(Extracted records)
'''

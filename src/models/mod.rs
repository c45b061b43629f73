// SPDX-License-Identifier: MIT

//! Data models for the application.

pub mod inquiry;
pub mod membership;
pub mod program;
pub mod user;

pub use inquiry::{Inquiry, InquiryCategory, InquiryStatus};
pub use membership::{Membership, PaymentStatus};
pub use program::{Instructor, Program, ScheduleSlot};
pub use user::{MembershipTier, ProfileResponse, User, UserProfile, UserSummary};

'''

• _Task prompt_
Print every record exactly, so that each word matches what is written above.

• _Task response_
filename src/models/mod.rs
repository c45b061b43629f73
// SPDX-License-Identifier: MIT

//! Data models for the application.

pub mod inquiry;
pub mod membership;
pub mod program;
pub mod user;

pub use inquiry::{Inquiry, InquiryCategory, InquiryStatus};
pub use membership::{Membership, PaymentStatus};
pub use program::{Instructor, Program, ScheduleSlot};
pub use user::{MembershipTier, ProfileResponse, User, UserProfile, UserSummary};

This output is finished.